Create a small Clojure project with a namespace, pure greeting function, runnable entry point, and repeatable command while mapping each piece to familiar Java concepts.
A useful first Clojure project should do more than print text. It should show how source files map to namespaces, how a pure function is called from an entry point, and how the JVM classpath is assembled from project configuration.
For Java engineers, the smallest valuable project has four parts:
| Project piece | Java comparison | Why it matters |
|---|---|---|
deps.edn |
pom.xml or build.gradle, but smaller |
Declares source paths, dependencies, and aliases |
src/hello_world/core.clj |
src/main/java/.../Main.java |
Holds the namespace and functions |
hello-world.core/-main |
public static void main(String[] args) |
Gives the JVM a command-line entry point |
clojure -M -m ... |
java, Maven exec, or Gradle run task |
Runs code on the calculated classpath |
Start with a plain directory. The Clojure CLI does not require a generated scaffold for a tiny program.
1mkdir hello-world
2cd hello-world
3mkdir -p src/hello_world
Create deps.edn:
1{:paths ["src"]
2 :deps {org.clojure/clojure {:mvn/version "1.12.4"}}
3 :aliases
4 {:run {:main-opts ["-m" "hello-world.core"]}}}
Read this as data, not XML:
| Key | Meaning |
|---|---|
:paths |
Directories added to the JVM classpath |
:deps |
Maven or Git dependencies |
:aliases |
Named classpath or command variations |
:main-opts |
Command-line options used by an alias |
Create src/hello_world/core.clj:
1(ns hello-world.core)
2
3(defn greeting
4 "Return a greeting instead of printing so the function stays easy to test."
5 [name]
6 (str "Hello, " name "!"))
7
8(defn -main
9 [& args]
10 (let [name (or (first args) "Clojure")]

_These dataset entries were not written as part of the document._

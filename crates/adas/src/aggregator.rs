//! Detection aggregation into risk decisions

use std::time::Instant;

use tracing::debug;

use crate::{AdasConfig, Detection, LocationSample, RiskAssessment, SignReading};

/// Inputs of one fusion cycle
#[derive(Debug, Clone, Copy)]
pub struct FusionInputs<'a> {
    /// Detections for the processed frame (already tracker-enriched)
    pub detections: &'a [Detection],
    /// Latest location sample, if any arrived
    pub location: Option<&'a LocationSample>,
    /// Latest sign reading, if any arrived
    pub sign: Option<&'a SignReading>,
    /// Lane collaborator signal for the processed frame
    pub lane_departure: bool,
    /// Decision instant used for staleness checks
    pub now: Instant,
}

#[derive(Debug, Clone, Copy)]
struct RetainedLimit {
    limit: u32,
    observed_at: Instant,
}

/// Turns detections, speed and signs into a `RiskAssessment`.
///
/// The only state carried between cycles is the sticky speed limit: a limit
/// adopted from a fresh sign keeps applying until a newer fresh sign
/// supersedes it (or the optional retention period runs out).
#[derive(Debug, Clone)]
pub struct DetectionAggregator {
    config: AdasConfig,
    retained: Option<RetainedLimit>,
}

impl DetectionAggregator {
    pub fn new(config: AdasConfig) -> Self {
        Self {
            config,
            retained: None,
        }
    }

    /// Assess one fusion cycle
    pub fn assess(&mut self, inputs: &FusionInputs<'_>) -> RiskAssessment {
        let collision_risk = self.collision_risk(inputs.detections);
        let speed_limit = self.resolve_speed_limit(inputs.sign, inputs.now);

        let (current_speed_kmh, speed_fresh) = match inputs.location {
            Some(sample) => {
                let fresh = sample.age(inputs.now) <= self.config.staleness_budget();
                if !fresh {
                    debug!(
                        "Location sample stale ({:?} old), ignored for speed check",
                        sample.age(inputs.now)
                    );
                }
                (sample.speed_kmh(), fresh)
            }
            None => (0.0, false),
        };

        let speed_violation = speed_fresh
            && speed_limit.map_or(false, |limit| current_speed_kmh > limit as f32);

        RiskAssessment {
            collision_risk,
            speed_violation,
            lane_departure: inputs.lane_departure,
            current_speed_kmh,
            speed_limit,
        }
    }

    /// Currently retained speed limit
    pub fn retained_speed_limit(&self) -> Option<u32> {
        self.retained.map(|r| r.limit)
    }

    pub fn config(&self) -> &AdasConfig {
        &self.config
    }

    fn collision_risk(&self, detections: &[Detection]) -> bool {
        detections
            .iter()
            .filter(|d| d.confidence() >= self.config.object_confidence)
            .any(|d| match d {
                Detection::Vehicle { closing_speed, .. } => {
                    *closing_speed > self.config.closing_speed_threshold_mps
                }
                Detection::Person { .. } => false,
            })
    }

    fn resolve_speed_limit(&mut self, sign: Option<&SignReading>, now: Instant) -> Option<u32> {
        if let Some(reading) = sign {
            if let Some(limit) = reading.derived_speed_limit {
                let fresh = reading.age(now) <= self.config.staleness_budget();
                let confident = reading.confidence >= self.config.sign_confidence;
                let newer = self
                    .retained
                    .map_or(true, |r| reading.observed_at >= r.observed_at);

                if fresh && confident && newer {
                    if self.retained.map(|r| r.limit) != Some(limit) {
                        debug!("Speed limit now {} km/h (sign '{}')", limit, reading.label);
                    }
                    self.retained = Some(RetainedLimit {
                        limit,
                        observed_at: reading.observed_at,
                    });
                } else if !fresh {
                    debug!("Sign '{}' stale, keeping retained limit", reading.label);
                }
            }
        }

        if let (Some(retained), Some(retention)) =
            (self.retained, self.config.speed_limit_retention())
        {
            if now.saturating_duration_since(retained.observed_at) > retention {
                debug!("Retained speed limit {} km/h expired", retained.limit);
                self.retained = None;
            }
        }

        self.retained.map(|r| r.limit)
    }
}

impl Default for DetectionAggregator {
    fn default() -> Self {
        Self::new(AdasConfig::default())
    }
}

11 (println (greeting name))))
The hyphen/underscore rule is the first Clojure file-system detail Java developers usually notice:
| Namespace form | File path |
|---|---|
hello-world.core |
src/hello_world/core.clj |
| Hyphen in namespace segment | Underscore in directory or file segment |
| Dot in namespace | Directory boundary |
The greeting function returns data. The -main function performs the side effect. Keep that separation early; it makes testing and REPL-driven development much easier.

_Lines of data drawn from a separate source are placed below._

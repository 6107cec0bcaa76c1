//! Drop-Oldest Frame Buffer Implementation

use std::collections::VecDeque;
use std::sync::atomic::{AtomicU64, Ordering};

use parking_lot::{Condvar, Mutex};
use tracing::{debug, info};

use crate::BufferError;

/// Default buffer capacity (keep-only-latest window of 3 frames)
pub const DEFAULT_CAPACITY: usize = 3;

/// Result of offering a frame to the buffer
#[derive(Debug, Clone, Copy, PartialEq, Eq)]
pub enum Offer {
    /// Frame admitted, nothing evicted
    Accepted,
    /// Frame admitted after releasing the oldest queued frame
    EvictedOldest,
    /// Buffer is shut down, the offered frame was released
    Closed,
}

struct State<T> {
    queue: VecDeque<T>,
    closed: bool,
}

/// Bounded single-consumer frame queue with drop-oldest backpressure
pub struct FrameBuffer<T> {
    /// Queued frames and the shutdown flag
    state: Mutex<State<T>>,
    /// Signalled when a frame is queued or the buffer closes
    available: Condvar,
    /// Maximum queued frames
    capacity: usize,
    /// Total frames offered while open (for statistics)
    total_offered: AtomicU64,
    /// Total frames evicted by backpressure (for statistics)
    total_evicted: AtomicU64,
}

impl<T> FrameBuffer<T> {
    /// Create a new frame buffer holding at most `capacity` frames
    pub fn new(capacity: usize) -> Self {
        let capacity = capacity.max(1);
        Self {
            state: Mutex::new(State {
                queue: VecDeque::with_capacity(capacity),
                closed: false,
            }),
            available: Condvar::new(),
            capacity,
            total_offered: AtomicU64::new(0),
            total_evicted: AtomicU64::new(0),
        }
    }

    /// Create a buffer with default capacity (3 frames)
    pub fn with_default_capacity() -> Self {
        Self::new(DEFAULT_CAPACITY)
    }

    /// Offer a frame without blocking (evicts the oldest if full)
    pub fn offer(&self, frame: T) -> Offer {
        let evicted = {
            let mut state = self.state.lock();
            if state.closed {
                return Offer::Closed;
            }

            self.total_offered.fetch_add(1, Ordering::Relaxed);
            let evicted = if state.queue.len() >= self.capacity {
                state.queue.pop_front()
            } else {
                None
            };
            state.queue.push_back(frame);
            evicted
        };
        self.available.notify_one();

        match evicted {
            Some(oldest) => {
                drop(oldest);
                let total = self.total_evicted.fetch_add(1, Ordering::Relaxed) + 1;
                debug!("Frame buffer full, evicted oldest frame (total evicted: {})", total);
                Offer::EvictedOldest
            }
            None => Offer::Accepted,
        }
    }

    /// Block until a frame is available and take ownership of it
    pub fn take(&self) -> Result<T, BufferError> {
        let mut state = self.state.lock();
        loop {
            if state.closed {
                return Err(BufferError::Closed);
            }
            if let Some(frame) = state.queue.pop_front() {
                return Ok(frame);
            }
            self.available.wait(&mut state);
        }
    }

    /// Close the buffer, release queued frames and wake blocked consumers.
    /// Returns the number of frames released.
    pub fn shutdown(&self) -> usize {
        let released: Vec<T> = {
            let mut state = self.state.lock();
            if state.closed {
                return 0;
            }
            state.closed = true;
            state.queue.drain(..).collect()
        };
        self.available.notify_all();

        let count = released.len();
        drop(released);
        info!("Frame buffer shut down, released {} queued frames", count);
        count
    }

    /// Whether `shutdown` has been called
    pub fn is_closed(&self) -> bool {
        self.state.lock().closed
    }

    /// Get the number of frames currently queued
    pub fn len(&self) -> usize {
        self.state.lock().queue.len()
    }

    /// Check if buffer is empty
    pub fn is_empty(&self) -> bool {
        self.len() == 0
    }

    /// Get the buffer capacity
    pub fn capacity(&self) -> usize {
        self.capacity
    }

    /// Get total frames offered while open
    pub fn total_offered(&self) -> u64 {
        self.total_offered.load(Ordering::Relaxed)
    }

    /// Get total frames evicted by backpressure
    pub fn total_evicted(&self) -> u64 {
        self.total_evicted.load(Ordering::Relaxed)
    }
}

impl<T> Default for FrameBuffer<T> {
    fn default() -> Self {
        Self::with_default_capacity()
    }
}
//! Lane departure detection

use camera_capture::VideoFrame;

use crate::AdasError;

/// Lane edge detection model (opaque: frame in, departure signal out)
pub trait LaneDetector: Send {
    fn detect_departure(&self, frame: &VideoFrame) -> Result<bool, AdasError>;
}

Run the main namespace directly:
1clojure -M -m hello-world.core Java
Or use the alias from deps.edn:
1clojure -M:run Java
Expected output:
1Hello, Java!
The command does three things:
deps.edn.src and dependencies.hello-world.core and calls -main.The Java version puts class identity and entry-point behavior in one class:
1public class HelloWorld {
2 public static String greeting(String name) {
3 return "Hello, " + name + "!";
4 }
5
6 public static void main(String[] args) {
7 String name = args.length > 0 ? args[0] : "Java";
8 System.out.println(greeting(name));
9 }
10}
The Clojure version separates the same concerns differently:
| Concern | Java habit | Clojure habit |
|---|---|---|
| Namespace/package | Package plus class name | Namespace maps to file path |
| Pure behavior | Static method or instance method | Plain function |
| Side effect | main method |
-main function |
| Project config | Build file owns classpath | deps.edn owns classpath |
If your team uses Leiningen, the equivalent scaffold is:
1lein new app hello-world
2cd hello-world
3lein run Java
Do not rewrite a project from Leiningen to deps.edn just to learn Clojure. Learn the project you have, then choose the right tool when you start a new codebase.
greeting to accept a map such as {:name "Ada" :language "Clojure"}.farewell function without changing -main.clojure -Spath and identify where src appears in the classpath.core.clj to a different namespace and fix the file path to match.-main thin.deps.edn is data that describes paths, dependencies, and command aliases.